Vous ne le savez pas ? on oublie, on est femme,
Moi, je comptais les jours et, je le sais, madame,
Mais avant de jeter le bois mort dans le feu,
Laissez-moi, voulez-vous, me souvenir un peu.


Tenez ! j’ai dans un coin de mon vieux portefeuille,
Marquée à votre chiffre, une petite feuille,
Une dernière fleur que j’ai voulu sauver,
Et qui me fait sourire en me faisant rêver.
On était ce jour-là, ma foi, fort en colère,
On m’appelle gros monstre et petite vipère.
J’avais, s’il m’en souvient, voulu tuer le chat,
Et même demandé, le soir, qu’on l’écorchât.
— Ô femmes, pour payer vos plus humbles caresses.
Nous dépensons pour vous des trésors de tendresses,
Nous vendrions pour vous notre honneur et nos noms,
Mais nous voulons avoir autant que nous donnons ;
Et nous sommes jaloux d’un malheureux sourire,
De la chanson qui plaît, des roses qu’on respire,
Et d’un geste perdu mon âme se blessait…
J’étais jaloux du chat que ma chatte embrassait !

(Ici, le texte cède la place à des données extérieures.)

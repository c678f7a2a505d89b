use anyhow::{bail, Context, Result};
use desktop_notify::{
    fallback::{Fallback, Message, Sound},
    Capabilities, Interest, Notifier, Outcomes, Signal,
};
use futures::StreamExt;
use tokio_util::sync::CancellationToken;

use crate::opts::{Action, NotificationArgs};

pub async fn handle_action(app_name: String, action: Action) -> Result<()> {
    match action {
        Action::Send { notification, replace_id, wait } => {
            let notifier = connect().await?;
            let mut notification = notification.to_notification(&app_name)?;
            notification.replaces(replace_id);
            if wait {
                let outcomes = notifier.outcomes().await.context("Failed to subscribe to notification signals")?;
                let interest = notifier.send_and_track(&notification, &outcomes).await?;
                println!("{}", interest.id());
                watch(&outcomes, vec![interest]).await?;
            } else {
                println!("{}", notifier.send(&notification).await?);
            }
        }
        Action::Close { id } => {
            let notifier = connect().await?;
            notifier.close(id).await.with_context(|| format!("Failed to close notification {}", id))?;
        }
        Action::Capabilities => {
            let names = connect().await?.raw_capabilities().await?;
            let known = Capabilities::from_names(&names).names();
            for name in names {
                if known.iter().any(|known| *known == name) {
                    println!("{}", name);
                } else {
                    println!("{} (extension)", name);
                }
            }
        }
        Action::Info => {
            let info = connect().await?.server_information().await?;
            println!("name: {}\nvendor: {}\nversion: {}\nspec version: {}", info.name, info.vendor, info.version, info.spec_version);
        }
        Action::Watch { ids } => {
            let notifier = connect().await?;
            let outcomes = notifier.outcomes().await.context("Failed to subscribe to notification signals")?;
            let interests = ids.into_iter().map(|id| outcomes.register(id)).collect();
            watch(&outcomes, interests).await?;
        }
        Action::Fallback { notification, sound_file } => {
            let fallback = Fallback::detect();
            let message = to_message(notification, sound_file)?;
            fallback.send(&message).await.context("Failed to show notification through notify-send")?;
        }
    }
    Ok(())
}

async fn connect() -> Result<Notifier> {
    Notifier::session().await.context("Failed to connect to the notification server")
}

/// Print each outcome as it arrives, until all of them resolved or ctrl-c is pressed.
async fn watch(outcomes: &Outcomes, interests: Vec<Interest>) -> Result<()> {
    let token = CancellationToken::new();
    let handles: Vec<_> = interests.iter().map(|interest| interest.cancel_handle()).collect();
    let ctrl_c = tokio::spawn({
        let token = token.clone();
        async move {
            tokio::select! {
                _ = token.cancelled() => {}
                _ = tokio::signal::ctrl_c() => {
                    log::info!("Interrupted, no longer waiting for notifications");
                    handles.iter().for_each(|handle| handle.cancel());
                }
            }
        }
    });

    let mut outcome_stream = futures::stream::select_all(interests.into_iter().map(|interest| interest.into_stream().boxed()));
    let mut result = Ok(());
    while let Some(outcome) = outcome_stream.next().await {
        match outcome {
            Ok(Signal::ActionInvoked { id, action_key }) => println!("{}: action {}", id, action_key),
            Ok(Signal::NotificationClosed { id, reason }) => println!("{}: {}", id, reason),
            Err(err) => {
                result = Err(err).context("Lost connection to the notification server");
                break;
            }
        }
    }

    token.cancel();
    let _ = ctrl_c.await;
    log::debug!("{} interests still pending", outcomes.pending());
    result
}

fn to_message(args: NotificationArgs, sound_file: Option<std::path::PathBuf>) -> Result<Message> {
    if !args.actions.is_empty() {
        bail!("actions are not supported by notify-send");
    }
    if args.hints.len() > 1 {
        bail!("notify-send only accepts a single hint");
    }
    let NotificationArgs { summary, body, icon, urgency, expire_time, category, hints, .. } = args;
    Ok(Message {
        icon,
        urgency,
        expire_time: expire_time.and_then(|ms| u32::try_from(ms).ok()),
        category,
        hint: hints.into_iter().next(),
        sound: sound_file.map(Sound::File),
        ..Message::new(summary, body)
    })
}

#[cfg(test)]
mod test {
    use super::*;
    use desktop_notify::{fallback::FallbackError, Urgency};
    use pretty_assertions::assert_eq;

    fn args(summary: &str) -> NotificationArgs {
        NotificationArgs {
            summary: summary.to_string(),
            body: String::new(),
            icon: None,
            urgency: None,
            expire_time: None,
            category: None,
            hints: Vec::new(),
            actions: Vec::new(),
        }
    }

    #[test]
    fn test_to_message() {
        let message = to_message(
            NotificationArgs {
                urgency: Some(Urgency::Low),
                expire_time: Some(-1),
                hints: vec!["int:transient:1".to_string()],
                ..args("Update available")
            },
            Some("/tmp/ding.oga".into()),
        )
        .unwrap();
        assert_eq!(message.title, "Update available");
        assert_eq!(message.urgency, Some(Urgency::Low));
        assert_eq!(message.expire_time, None);
        assert_eq!(message.hint.as_deref(), Some("int:transient:1"));
        assert_eq!(message.sound, Some(Sound::File("/tmp/ding.oga".into())));
    }

    #[test]
    fn test_to_message_rejects_unsupported() {
        assert!(to_message(NotificationArgs { actions: vec![("default".into(), "Open".into())], ..args("x") }, None).is_err());
        assert!(to_message(NotificationArgs { hints: vec!["int:x:1".into(), "int:y:2".into()], ..args("x") }, None).is_err());
    }

    #[tokio::test]
    async fn test_fallback_is_handled_without_the_bus() {
        // fails on the missing text before notify-send or a bus connection is involved
        let err = handle_action("dnotify".to_string(), Action::Fallback { notification: args(""), sound_file: None })
            .await
            .unwrap_err();
        assert!(matches!(err.downcast_ref::<FallbackError>(), Some(FallbackError::MissingText)));
    }
}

Et vos lèvres n’étaient cependant point avares,
Toujours avant minuit on me donnait des arrhes !
Sous la table en bois blanc, ah ! vous souvenez-vous
Comme j’étais habile à mêler nos genoux !


Ah ! vous souvenez-vous, près du poêle en faïence,
Nous étions là, rêveurs, debout dans le silence,
On avait un quart d’heure, on allait s’enfermer,
Je me tuais, dit-on, madame, à vous aimer.